There was a time, after the Montreal economic debacle, that no city wanted the Olympics – and L.A. was the sole candidate in 1984, an Olympics at the beginning of what we now know as the neoliberal age. Those games thanks to Peter Ueberroth (remember him?) made a profit, paving the way for the Olympics to become desirable again, at least for the corporate class, and for cities that wanted to assert an up-and-coming world status identity. Now, three decades later, well into a vastly changed capitalistic order (not to mention the collapse of the communist bloc and its adherents), and after the financial disasters of the Athens and Rio de Janeiro games, the Olympics that cities and countries competed for have once again become radioactive. Even people who have a positive view of the Olympic movement see them with a kind of nimbyism; no one wants to host, except maybe cities like Istanbul which are problematic for other reasons. Three of the five final candidate cities for the 2024 Games pulled out after having made it to the final round, usually bowing to popular, economic, and political pressure (and in the case of Budapest, arguably xenophobia was a factor, which kind of is at cross purposes to the meaning of the Olympics in the first place). And Boston, which had the USOC’s designation as the American candidate city, also pulled out, leaving Los Angeles as the substitute. The reason the IOC smartly awarded both the 2024 and 2028 Games in one stroke yesterday is because it is entirely conceivable that no city would have bid for the Games in 2028, and even the opposition in Los Angeles, now apparently quite small, would have had time to build.

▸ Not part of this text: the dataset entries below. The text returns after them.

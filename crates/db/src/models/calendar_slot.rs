//! Content calendar slot model, DTOs, and list filter.

use ecv_core::calendar::validate_status;
use ecv_core::schema::PayloadFields;
use ecv_core::types::{DbId, Timestamp};
use ecv_core::{dates, patch};
use serde::{Deserialize, Serialize};
use sqlx::FromRow;
use validator::Validate;

/// A planned piece of content from the `calendar_slots` table.
#[derive(Debug, Clone, FromRow, Serialize)]
#[serde(rename_all = "camelCase")]
pub struct CalendarSlot {
    pub id: DbId,
    pub artist_id: DbId,
    pub title: String,
    pub content_type: String,
    pub status: String,
    pub scheduled_at: Timestamp,
    pub brief: Option<String>,
    pub created_at: Timestamp,
}

/// DTO for creating a calendar slot.
#[derive(Debug, Clone, Deserialize, Validate)]
#[serde(rename_all = "camelCase")]
pub struct CreateCalendarSlot {
    pub artist_id: DbId,
    pub title: String,
    pub content_type: String,
    /// Defaults to `Planejado` if omitted.
    #[validate(custom(function = "validate_status"))]
    pub status: Option<String>,
    #[serde(deserialize_with = "dates::required")]
    pub scheduled_at: Timestamp,
    pub brief: Option<String>,
}

impl PayloadFields for CreateCalendarSlot {
    const REQUIRED: &'static [&'static str] = &["artistId", "title", "contentType", "scheduledAt"];
}

/// DTO for updating a calendar slot. All fields are optional.
#[derive(Debug, Clone, Default, Deserialize, Validate)]
#[serde(rename_all = "camelCase")]
pub struct UpdateCalendarSlot {
    #[serde(default, deserialize_with = "patch::not_null")]
    pub artist_id: Option<DbId>,
    #[serde(default, deserialize_with = "patch::not_null")]
    pub title: Option<String>,
    #[serde(default, deserialize_with = "patch::not_null")]
    pub content_type: Option<String>,
    #[validate(custom(function = "validate_status"))]
    #[serde(default, deserialize_with = "patch::not_null")]
    pub status: Option<String>,
    #[serde(default, deserialize_with = "dates::present")]
    pub scheduled_at: Option<Timestamp>,
    #[serde(default, deserialize_with = "patch::nullable")]
    pub brief: Option<Option<String>>,
}

impl PayloadFields for UpdateCalendarSlot {}

/// Filter for listing calendar slots. Both bounds are inclusive.
#[derive(Debug, Clone, Default)]
pub struct CalendarSlotFilter {
    pub artist_id: Option<DbId>,
    pub date_start: Option<Timestamp>,
    pub date_end: Option<Timestamp>,
}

The other thing of note is that even though it’s only 11 years away, for Americans 2028 seems inconceivably far in in the future. What is this country and its civic institutions going to look like then? Not only will there be greater impact felt from climate change, but we have no idea how the changes to our civil and political culture now underway in the past year or two will play out. Or, for that matter, can we predict how robust our economy, and specifically local, urban economies, are going to be, what other kinds of social needs are going to be unmet, and what revenue streams will look like given possible pending tax law changes. Seven years may not be long enough for a city to build and prepare for the Olympics, especially if they require a lot of new construction, but eleven years, volatile years, who can say with confidence what our world will look like? But again, there might not have been any candidate cities four years from now, and then what? Three Olympics have been cancelled, so there is precedence, but that took two World Wars.

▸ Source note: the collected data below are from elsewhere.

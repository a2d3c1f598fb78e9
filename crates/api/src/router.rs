//! Assembles the HTTP application: routes plus the middleware around them.
//!
//! `main.rs` and the integration tests both call [`build_app_router`], so the
//! tests exercise the same layers production runs with.

use std::time::Duration;

use axum::http::header::CONTENT_TYPE;
use axum::http::{HeaderName, HeaderValue, Method, StatusCode};
use axum::Router;
use tower_http::catch_panic::CatchPanicLayer;
use tower_http::cors::CorsLayer;
use tower_http::request_id::{MakeRequestUuid, PropagateRequestIdLayer, SetRequestIdLayer};
use tower_http::timeout::TimeoutLayer;
use tower_http::trace::{DefaultMakeSpan, DefaultOnResponse, TraceLayer};
use tracing::Level;

use crate::config::ServerConfig;
use crate::routes;
use crate::state::AppState;

const REQUEST_ID_HEADER: &str = "x-request-id";

/// Methods the dashboard uses. There is no PUT: updates are partial PATCHes.
const DASHBOARD_METHODS: [Method; 4] = [Method::GET, Method::POST, Method::PATCH, Method::DELETE];

/// `/health` at the root and every resource under `/api`.
///
/// Layers, outermost first: CORS, request id assignment, tracing, request id
/// echo on the response, timeout, panic recovery.
pub fn build_app_router(state: AppState, config: &ServerConfig) -> Router {
    let request_id = HeaderName::from_static(REQUEST_ID_HEADER);
    let timeout = Duration::from_secs(config.request_timeout_secs);

    let trace = TraceLayer::new_for_http()
        .make_span_with(DefaultMakeSpan::new().level(Level::INFO))
        .on_response(DefaultOnResponse::new().level(Level::INFO));

    Router::new()
        .merge(routes::health::router())
        .nest("/api", routes::api_routes(config.max_upload_bytes))
        .layer(CatchPanicLayer::new())
        .layer(TimeoutLayer::with_status_code(StatusCode::REQUEST_TIMEOUT, timeout))
        .layer(PropagateRequestIdLayer::new(request_id.clone()))
        .layer(trace)
        .layer(SetRequestIdLayer::new(request_id, MakeRequestUuid))
        .layer(build_cors_layer(config))
        .with_state(state)
}

/// CORS for the configured dashboard origins.
///
/// An origin that is not a valid header value aborts startup.
pub fn build_cors_layer(config: &ServerConfig) -> CorsLayer {
    let origins: Vec<HeaderValue> = config
        .cors_origins
        .iter()
        .map(|origin| {
            origin
                .parse()
                .unwrap_or_else(|e| panic!("Invalid CORS origin '{origin}': {e}"))
        })
        .collect();

    CorsLayer::new()
        .allow_origin(origins)
        .allow_methods(DASHBOARD_METHODS)
        .allow_headers([CONTENT_TYPE])
        .max_age(Duration::from_secs(60 * 60))
}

We still have to ask, Who are the Games for? Many, like me, believe they still have a valuable role to play culturally – beyond economics – but Rio was such a disaster for the local people and quite possibly for Brazil nationally, we need to revisit that.

One Response to “Notes on the 2028 Olympics”

  1. Karen Mittelman September 15, 2017 at 6:56 am #


    This may be a naïve thing to say, but I find something hopeful in the prospect of LA hosting the Olympics in 2028. You’re right, we have almost no picture of what the U.S. will look like or feel like to citizens eleven years from now. But whatever happens, maybe Los Angeles will stand for the enduring, resilient, complicated force of immigration, multiculturalism, and creative community-making in our national identity. Maybe no matter who is president or how much the shores have eroded, we can shore some things back up again.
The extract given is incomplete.